Transports paralysés, routes bloquées, services publics à l’arrêt… La mobilisation du 10 septembre a créé un chaos inédit en Île-de-France. Au-delà des désagréments, quels sont les impacts psychologiques sur les travailleurs ? Philippe Goj, président du Ciamt, tire la sonnette d’alarme.

Jeudi 10 septembre, 6h30. Marine, comptable dans une entreprise de Boulogne-Billancourt, découvre sur son téléphone l’ampleur des perturbations. RER A interrompu, ligne 13 fermée, périphérique bloqué… “J’ai mis trois heures pour arriver au bureau au lieu de 45 minutes habituellement. J’étais en stress permanent, j’avais trois rendez-vous dans la matinée”, témoigne-t-elle.

Le mouvement “Bloquons tout”, organisé pour protester contre les 43,8 milliards d’euros d’économies annoncées par le gouvernement Bayrou, a effectivement tout bloqué. Mais ses répercussions vont bien au-delà des simples retards.

Quand le trajet devient un parcours du combattant

“Ce type de mobilisation génère un stress particulier chez les travailleurs, au-delà des simples désagréments de transport”, observe Philippe Goj, président du Centre inter-entreprises et artisanal de santé au travail (Ciamt).

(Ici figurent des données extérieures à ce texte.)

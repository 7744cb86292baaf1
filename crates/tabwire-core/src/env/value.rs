//! Tagged variable values.

use crate::dataset::Dataset;
use crate::figure::Figure;
use crate::shm::ArrayView;
use crate::Result;
use serde_json::json;

/// Runtime kind of a [`Value`].
#[derive(Debug, Clone, Copy, PartialEq, Eq)]
pub enum ValueKind {
    Dataset,
    Array,
    Figure,
    Object,
}

impl ValueKind {
    pub fn as_str(&self) -> &'static str {
        match self {
            ValueKind::Dataset => "dataset",
            ValueKind::Array => "array",
            ValueKind::Figure => "figure",
            ValueKind::Object => "object",
        }
    }
}

/// A value stored in the [`Environment`](super::Environment).
#[derive(Debug, Clone)]
pub enum Value {
    /// A tabular dataset.
    Dataset(Dataset),
    /// A typed view over shared or owned memory.
    Array(ArrayView),
    /// A renderable figure.
    Figure(Figure),
    /// Any JSON-representable value, typically produced by a script.
    Object(serde_json::Value),
}

impl Value {
    pub fn kind(&self) -> ValueKind {
        match self {
            Value::Dataset(_) => ValueKind::Dataset,
            Value::Array(_) => ValueKind::Array,
            Value::Figure(_) => ValueKind::Figure,
            Value::Object(_) => ValueKind::Object,
        }
    }

    /// Type name reported by `get_variable_list`.
    ///
    /// These are the names hosts already display, so they follow the
    /// dataframe/ndarray vocabulary rather than the Rust type names.
    pub fn type_tag(&self) -> &'static str {
        match self {
            Value::Dataset(_) => "DataFrame",
            Value::Array(_) => "ndarray",
            Value::Figure(_) => "Figure",
            Value::Object(value) => match value {
                serde_json::Value::Null => "NoneType",
                serde_json::Value::Bool(_) => "bool",
                serde_json::Value::Number(n) if n.is_f64() => "float",
                serde_json::Value::Number(_) => "int",
                serde_json::Value::String(_) => "str",
                serde_json::Value::Array(_) => "list",
                serde_json::Value::Object(_) => "dict",
            },
        }
    }

    /// Textual representation used by the `string` encoding.
    pub fn to_display_string(&self) -> Result<String> {
        match self {
            Value::Dataset(dataset) => dataset.to_pretty_string(),
            Value::Array(array) => Ok(array.to_string()),
            Value::Figure(figure) => Ok(figure.to_string()),
            Value::Object(serde_json::Value::String(s)) => Ok(s.clone()),
            Value::Object(value) => Ok(value.to_string()),
        }
    }

    /// Structural summary exposed to scripts.
    pub fn describe(&self, name: &str) -> serde_json::Value {
        match self {
            Value::Dataset(dataset) => json!({
                "name": name,
                "kind": self.kind().as_str(),
                "rows": dataset.num_rows(),
                "columns": dataset.column_names(),
            }),
            Value::Array(array) => json!({
                "name": name,
                "kind": self.kind().as_str(),
                "dtype": array.dtype().as_str(),
                "shape": array.shape(),
            }),
            Value::Figure(figure) => json!({
                "name": name,
                "kind": self.kind().as_str(),
                "width": figure.width(),
                "height": figure.height(),
            }),
            Value::Object(_) => json!({
                "name": name,
                "kind": self.kind().as_str(),
                "type": self.type_tag(),
            }),
        }
    }
}

impl From<serde_json::Value> for Value {
    fn from(value: serde_json::Value) -> Self {
        Value::Object(value)
    }
}

impl From<Dataset> for Value {
    fn from(dataset: Dataset) -> Self {
        Value::Dataset(dataset)
    }
}

impl From<Figure> for Value {
    fn from(figure: Figure) -> Self {
        Value::Figure(figure)
    }
}

impl From<ArrayView> for Value {
    fn from(array: ArrayView) -> Self {
        Value::Array(array)
    }
}
//! Error types for the worker.
//!
//! Errors fall into two tiers. Recoverable errors become an `error` response
//! on the wire and the command loop continues. Fatal errors end the loop and
//! close the connection; see [`WorkerError::is_fatal`].

use thiserror::Error;

/// Main error type for the worker.
#[derive(Debug, Error)]
pub enum WorkerError {
    // Transport errors
    #[error("IO error: {message}")]
    Io {
        message: String,
        #[source]
        source: Option<std::io::Error>,
    },

    #[error("Connection closed by peer")]
    ConnectionClosed,

    #[error("Frame of {len} bytes exceeds maximum {max}")]
    FrameTooLarge { len: usize, max: usize },

    #[error("Invalid UTF-8 in text frame")]
    InvalidUtf8,

    // Serialization errors
    #[error("JSON error: {message}")]
    Json {
        message: String,
        #[source]
        source: Option<serde_json::Error>,
    },

    // Protocol errors
    #[error("{context} json message does not contain a {field} entry!")]
    MissingField {
        context: &'static str,
        field: &'static str,
    },

    #[error("{message}")]
    InvalidField { field: &'static str, message: String },

    // Absent variables. Each lookup keeps the wording hosts already match on.
    #[error("Variable {name} is not defined")]
    VariableNotFound { name: String },

    #[error("variable {name} is not set!")]
    VariableNotSet { name: String },

    #[error("{name} does not exist!")]
    VariableMissing { name: String },

    #[error("Variable {name} is not a {expected} object")]
    WrongType { name: String, expected: &'static str },

    // Shared memory handle errors
    #[error("IPC handle exists already.")]
    HandleAlreadyOpen,

    #[error("No handle exists")]
    NoHandle,

    #[error("Shared memory error: {message}")]
    SharedMemory { message: String },

    // Payload errors
    #[error("Dataset error: {message}")]
    Dataset { message: String },

    #[error("Encoding error: {message}")]
    Encoding { message: String },

    #[error("Figure error: {message}")]
    Figure { message: String },

    // Generic errors
    #[error("{0}")]
    Other(String),
}

/// Result type alias for worker operations.
pub type Result<T> = std::result::Result<T, WorkerError>;

impl From<std::io::Error> for WorkerError {
    fn from(err: std::io::Error) -> Self {
        if err.kind() == std::io::ErrorKind::UnexpectedEof {
            return WorkerError::ConnectionClosed;
        }
        WorkerError::Io {
            message: err.to_string(),
            source: Some(err),
        }
    }
}

impl From<serde_json::Error> for WorkerError {
    fn from(err: serde_json::Error) -> Self {
        WorkerError::Json {
            message: err.to_string(),
            source: Some(err),
        }
    }
}

impl From<arrow::error::ArrowError> for WorkerError {
    fn from(err: arrow::error::ArrowError) -> Self {
        WorkerError::Dataset {
            message: err.to_string(),
        }
    }
}

impl From<base64::DecodeError> for WorkerError {
    fn from(err: base64::DecodeError) -> Self {
        WorkerError::Encoding {
            message: format!("invalid base64: {}", err),
        }
    }
}

impl WorkerError {
    /// Whether this error must terminate the connection.
    ///
    /// Transport failures, unparsable control frames and a second open of
    /// the shared memory handle are fatal. Everything else is reported to
    /// the host as an `error` response.
    pub fn is_fatal(&self) -> bool {
        matches!(
            self,
            WorkerError::Io { .. }
                | WorkerError::ConnectionClosed
                | WorkerError::FrameTooLarge { .. }
                | WorkerError::InvalidUtf8
                | WorkerError::Json { .. }
                | WorkerError::HandleAlreadyOpen
        )
    }

    pub(crate) fn encoding(message: impl Into<String>) -> Self {
        WorkerError::Encoding {
            message: message.into(),
        }
    }

    pub(crate) fn dataset(message: impl Into<String>) -> Self {
        WorkerError::Dataset {
            message: message.into(),
        }
    }
}

#[cfg(test)]
mod tests {
    use super::*;

    #[test]
    fn test_error_display() {
        let err = WorkerError::MissingField {
            context: "execute script",
            field: "script",
        };
        assert_eq!(
            err.to_string(),
            "execute script json message does not contain a script entry!"
        );
        assert_eq!(WorkerError::NoHandle.to_string(), "No handle exists");
        let missing = WorkerError::VariableMissing { name: "fig".into() };
        assert_eq!(missing.to_string(), "fig does not exist!");
        let not_set = WorkerError::VariableNotSet { name: "v".into() };
        assert_eq!(not_set.to_string(), "variable v is not set!");
    }

    #[test]
    fn test_fatal_classification() {
        assert!(WorkerError::ConnectionClosed.is_fatal());
        assert!(WorkerError::HandleAlreadyOpen.is_fatal());
        assert!(!WorkerError::NoHandle.is_fatal());
        assert!(!WorkerError::VariableNotFound { name: "x".into() }.is_fatal());
        assert!(!WorkerError::VariableMissing { name: "x".into() }.is_fatal());
        assert!(!WorkerError::dataset("bad csv").is_fatal());
    }

    #[test]
    fn test_unexpected_eof_maps_to_connection_closed() {
        let io = std::io::Error::new(std::io::ErrorKind::UnexpectedEof, "eof");
        assert!(matches!(WorkerError::from(io), WorkerError::ConnectionClosed));
    }
}
//! `execute_script`.

use super::require_str_param;
use crate::dispatch::WorkerState;
use crate::protocol::{ControlMessage, Response};
use crate::transport::Connection;
use crate::Result;
use tracing::debug;

pub(crate) async fn execute_script(
    conn: &mut Connection,
    state: &mut WorkerState,
    message: &ControlMessage,
) -> Result<()> {
    let script = require_str_param(message.fields(), "execute script", "script")?;
    state.trace(
        message.debug(),
        &format!("Executing script...\n\n{}\n", script),
    );

    let output = state.engine.run(script, &mut state.env);
    debug!(
        "Script finished ({} bytes out, {} bytes err)",
        output.stdout.len(),
        output.stderr.len()
    );

    let response = Response::ok()
        .with("script_out", output.stdout)
        .with("script_error", output.stderr);
    conn.send_json(&response).await
}
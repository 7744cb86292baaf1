//! Transport framing over the single host connection.
//!
//! Every message in both directions is a 4-byte big-endian length followed
//! by exactly that many payload bytes.
//!
//! - **Frame**: [`read_frame`] / [`write_frame`] over any async stream
//! - **Connection**: typed send/receive helpers for JSON, text and raw frames

pub mod connection;
pub mod frame;

pub use connection::Connection;
pub use frame::{read_frame, write_frame};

Dans son centre, les appels se sont multipliés depuis la grève. “Nous recevons des salariés épuisés, angoissés à l’idée de ne pas arriver à l’heure, de décevoir leur hiérarchie.”

Le phénomène n’est pas nouveau, mais son ampleur interroge. “Un trajet qui passe de 45 minutes à 2h30 n’est pas qu’un désagrément logistique. C’est un facteur de stress chronique”, explique Philippe Goj. Et les conséquences se ressentent rapidement : fatigue accrue, irritabilité, troubles du sommeil…

Pierre, cadre commercial de 42 ans, en fait les frais : “Depuis les grèves à répétition, je dors mal. Je me lève plus tôt pour anticiper les galères de transport, je stresse dès que je vois une notification RATP sur mon téléphone.”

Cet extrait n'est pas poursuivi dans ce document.